“My dear boy,” she returned disapprovingly, “you are talking arrant nonsense. A married woman can have no need for a male friend such as you propose to be. He is either an object of ridicule to her, or she grows too fond of him. I am afraid you would not become an object for ridicule with Pamela; she hasn’t a sufficient sense of humour. You had far better give up going there.”
“I can’t do that,” he said. “But I promise you when I leave here I won’t come back.”
“Then leave to-morrow,” she advised.
“Not unless you turn me out.”
“You know I won’t do that,” she said. “But I don’t like it, George. I am—disappointed in you.”
“I’m sorry,” he said, and having nothing more to add, he left her, and walked away down the path.
She watched the tall figure disappear in the sunshine, and turned and went indoors, feeling justly aggrieved with this man whom she liked because he had fallen below the standard she believed him capable of attaining to. Love is either an elevating or a destructive factor; it is the supreme test of the qualities of the individual. She had believed that George Dare was made of stouter stuff. But the human being does not exist, she philosophised, on whom one can count absolutely. One may be able to answer for a person’s actions in relation to most human events, then the unexpected event befalls and one’s calculations are entirely at fault.

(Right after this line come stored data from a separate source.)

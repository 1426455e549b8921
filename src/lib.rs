pub mod cli;
mod commands;
pub mod core;

use std::process::ExitCode;

use clap::Parser;
use tokio_util::sync::CancellationToken;
use tracing::{error, warn};
use tracing_subscriber::EnvFilter;

use crate::cli::Cli;

pub fn run() -> ExitCode {
    // Structured logging on stderr; stdout carries command output.
    tracing_subscriber::fmt()
        .with_env_filter(
            EnvFilter::try_from_default_env()
                .unwrap_or_else(|_| EnvFilter::new("info,sheihu_launcher_lib=debug")),
        )
        .with_writer(std::io::stderr)
        .init();

    let cli = Cli::parse();

    let runtime = match tokio::runtime::Builder::new_multi_thread()
        .enable_all()
        .build()
    {
        Ok(runtime) => runtime,
        Err(e) => {
            error!("Could not start async runtime: {}", e);
            return ExitCode::FAILURE;
        }
    };

    tracing::info!("SHEIHU launcher {} starting...", env!("CARGO_PKG_VERSION"));

    let cancel = CancellationToken::new();
    let result = runtime.block_on(async {
        let on_ctrl_c = cancel.clone();
        tokio::spawn(async move {
            if tokio::signal::ctrl_c().await.is_ok() {
                warn!("Interrupted, cancelling downloads...");
                on_ctrl_c.cancel();
            }
        });
        cli.run(cancel).await
    });

    match result {
        Ok(()) => ExitCode::SUCCESS,
        Err(e) if e.is_cancelled() => {
            warn!("Cancelled");
            ExitCode::from(130)
        }
        Err(e) => {
            error!("{}", e);
            ExitCode::FAILURE
        }
    }
}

Dare, as he walked away from her, was fully alive to the criticism his behaviour evoked. He had been aware of her unspoken disapproval for days, had anticipated the inevitable remonstrance. He admitted the justice and the wisdom of her reproof, none the less it irritated him intensely. It is usually the self-acknowledged wrong that one most resents the detection of by another. When a man knows that his steps are tending crookedly he likes to be assured that he is walking straight; even though he recognises the assurance to be mistaken, it gives him a comfortable sense of secure deception.
“After all,” he reflected savagely, as though his conscience needed reassuring on the point, “I am intending her no harm. It’s my soul that gets scorched.”
But he knew, as he crossed the Arnotts’ lawn to where Pamela sat under the trees waiting for him, that he was to a certain extent disturbing her peace. He filled the newly created blank in her life, added an agreeable atmosphere of romance and excitement which for the time caused her to cease to miss the happiness she was conscious of missing of late. His homage was gratifying; it reinstated her in her own regard. In these ways he was securing a place for himself, making himself necessary to her.